Fixing CSRF and Rails’ Form Tag Helper

I’d love a sanity check on this, but as far as I can tell it’s impossible to have an inline form in Rails if you are using cross site request forgery protection.

Rails’ form tag helper helpfully puts a hidden field in with an authenticity token. Unfortunately, it wraps the hidden field in a div! So even if your form has style=”display:inline”, the div won’t.. and you won’t be able to display a form that doesn’t force a newline.

Here’s a solution: create config/initializers/fix_form_tag_helper.rb to override the form_tag_helper:

module ActionView::Helpers::FormTagHelper
  def extra_tags_for_form(html_options)
    case method = html_options.delete("method").to_s
    when /^get$/i # must be case-insentive, but can't use downcase as might be nil
      html_options["method"] = “get”
      ”
    when /^post$/i, “”, nil
      html_options["method"] = “post”
      #Rails puts a div around the hidden tag, that’s ridiculous
      #protect_against_forgery? ? content_tag(:div, token_tag, :style => ‘margin:0;padding:0′) : ”
      protect_against_forgery? ? token_tag : ”
    else
      html_options["method"] = “post”
      #Rails puts a div around the hidden tag, that’s ridiculous
      #content_tag(:div, tag(:input, :type => “hidden”, :name => “_method”, :value => method) + token_tag, :style => ‘margin:0;padding:0′)
      tag(:input, :type => “hidden”, :name => “_method”, :value => method) + token_tag
    end
  end
end

That does the trick!

6 comments ↓

#1 Eric Anderson on 10.14.08 at 1:25 pm

Could you just do

.form, .form div {display: inline}

Haven’t tried it myself. Just my first thought.
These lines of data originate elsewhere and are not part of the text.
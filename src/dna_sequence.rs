use anyhow::{Result, anyhow};
use bio::alphabets::dna;
use bio::io::fasta;
use gb_io::seq::{Seq, Topology};
use std::{fmt, fs::File, path::Path};

type DNAstring = Vec<u8>;

/// A template or insert sequence, backed by a GenBank record.
#[derive(Clone, Debug)]
pub struct DNAsequence {
    seq: Seq,
}

impl DNAsequence {
    pub fn from_sequence(sequence: &str) -> Result<DNAsequence> {
        Ok(DNAsequence::from_u8(sequence.as_bytes()))
    }

    pub fn from_fasta_file(filename: &str) -> Result<Vec<DNAsequence>> {
        let file = File::open(filename)?;
        fasta::Reader::new(file)
            .records()
            .map(|record| -> Result<DNAsequence> { Ok(DNAsequence::from_fasta_record(&record?)) })
            .collect()
    }

    pub fn from_genbank_file(filename: &str) -> Result<Vec<DNAsequence>> {
        Ok(gb_io::reader::parse_file(filename)?
            .into_iter()
            .map(DNAsequence::from_genbank_seq)
            .collect())
    }

    /// Reads exactly one record, choosing the parser by file extension.
    pub fn from_file(filename: &str) -> Result<DNAsequence> {
        let mut records = if Self::is_genbank_path(filename) {
            Self::from_genbank_file(filename)?
        } else {
            Self::from_fasta_file(filename)?
        };
        match records.len() {
            0 => Err(anyhow!("No sequence record found in '{filename}'")),
            1 => {
                let ret = records.remove(0);
                if ret.is_empty() {
                    Err(anyhow!("Sequence in '{filename}' is empty"))
                } else {
                    Ok(ret)
                }
            }
            n => Err(anyhow!(
                "Expected a single sequence record in '{filename}', found {n}"
            )),
        }
    }

    fn is_genbank_path(filename: &str) -> bool {
        Path::new(filename)
            .extension()
            .map(|ext| ext.to_string_lossy().to_ascii_lowercase())
            .is_some_and(|ext| matches!(ext.as_str(), "gb" | "gbk" | "genbank"))
    }

    pub fn from_genbank_seq(mut seq: Seq) -> Self {
        seq.seq = Self::validate_dna_sequence(&seq.seq);
        seq.len = Some(seq.seq.len());
        Self { seq }
    }

    pub fn from_fasta_record(record: &fasta::Record) -> Self {
        let mut ret = Self::from_u8(record.seq());
        ret.seq.name = Some(record.id().to_string());
        if let Some(desc) = record.desc() {
            ret.seq.comments.push(desc.to_string())
        }
        ret
    }

    fn from_u8(s: &[u8]) -> Self {
        let s = Self::validate_dna_sequence(s);
        let seq = Seq {
            name: None,
            topology: Topology::Linear,
            date: None,
            len: Some(s.len()),
            molecule_type: None,
            division: String::new(),
            definition: None,
            accession: None,
            version: None,
            source: None,
            dblink: None,
            keywords: None,
            references: vec![],
            comments: vec![],
            seq: s,
            contig: None,
            features: vec![],
        };
        Self { seq }
    }

    /// Upper-cases, drops whitespace and replaces anything that is not an IUPAC letter with N.
    pub fn validate_dna_sequence(v: &[u8]) -> DNAstring {
        let alphabet = dna::iupac_alphabet();
        v.iter()
            .filter(|c| !c.is_ascii_whitespace())
            .map(|c| c.to_ascii_uppercase())
            .map(|c| if alphabet.is_word([c]) { c } else { b'N' })
            .collect()
    }

    #[inline(always)]
    pub fn forward(&self) -> &[u8] {
        &self.seq.seq
    }

    #[inline(always)]
    pub fn len(&self) -> usize {
        self.forward().len()
    }

    pub fn is_empty(&self) -> bool {
        self.forward().is_empty()
    }

    pub fn name(&self) -> &Option<String> {
        &self.seq.name
    }

    pub fn is_circular(&self) -> bool {
        self.seq.topology == Topology::Circular
    }

    pub fn get_forward_string(&self) -> String {
        String::from_utf8_lossy(self.forward()).to_string()
    }

    pub fn write_genbank_file(&self, filename: &str) -> Result<()> {
        let file = File::create(filename)?;
        gb_io::writer::write(file, &self.seq)?;
        Ok(())
    }
}

impl fmt::Display for DNAsequence {
    fn fmt(&self, f: &mut fmt::Formatter) -> fmt::Result {
        write!(f, "{}", String::from_utf8_lossy(self.forward()))
    }
}

impl From<String> for DNAsequence {
    fn from(s: String) -> Self {
        DNAsequence::from_u8(s.as_bytes())
    }
}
#2 Luke Galea on 10.14.08 at 1:29 pm

Ah! But that makes all divs below forms display inline. In my case, some forms should display inline and others shouldn’t.

If there were an id or class on the div then that would make things nice, but otherwise you run the risk of inlining divs that should actually be display:block.
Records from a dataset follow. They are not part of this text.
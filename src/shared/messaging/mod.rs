//! Messaging types
//!
//! Data structures for the patient/counselor chat: messages with their
//! client-side delivery status, and conversation metadata snapshots used as
//! an offline display fallback.

/// Message data structure and status state machine
pub mod message;

/// Conversation metadata snapshot
pub mod conversation;

pub use conversation::{Conversation, ConversationStatus, ConversationUrgency, ParticipantRole};
pub use message::{Message, MessageKind, MessageStatus};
You could also look for the first div below a form, but then if disable CSRF (ie. in development mode) then it fails.

After some “soul searching” I decided that it should either be a span with a class/id or not there at all.

#3 Adam on 10.14.08 at 7:18 pm

It puts a div around the hidden tags as they are required by the html dtd (http://www.w3.org/TR/REC-html40/interact/forms.html#edef-FORM)
A form element can only contain block or script elements.

So instead of invalidating your html why didn’t you just make it add a class to the div so you can style your forms the way you want.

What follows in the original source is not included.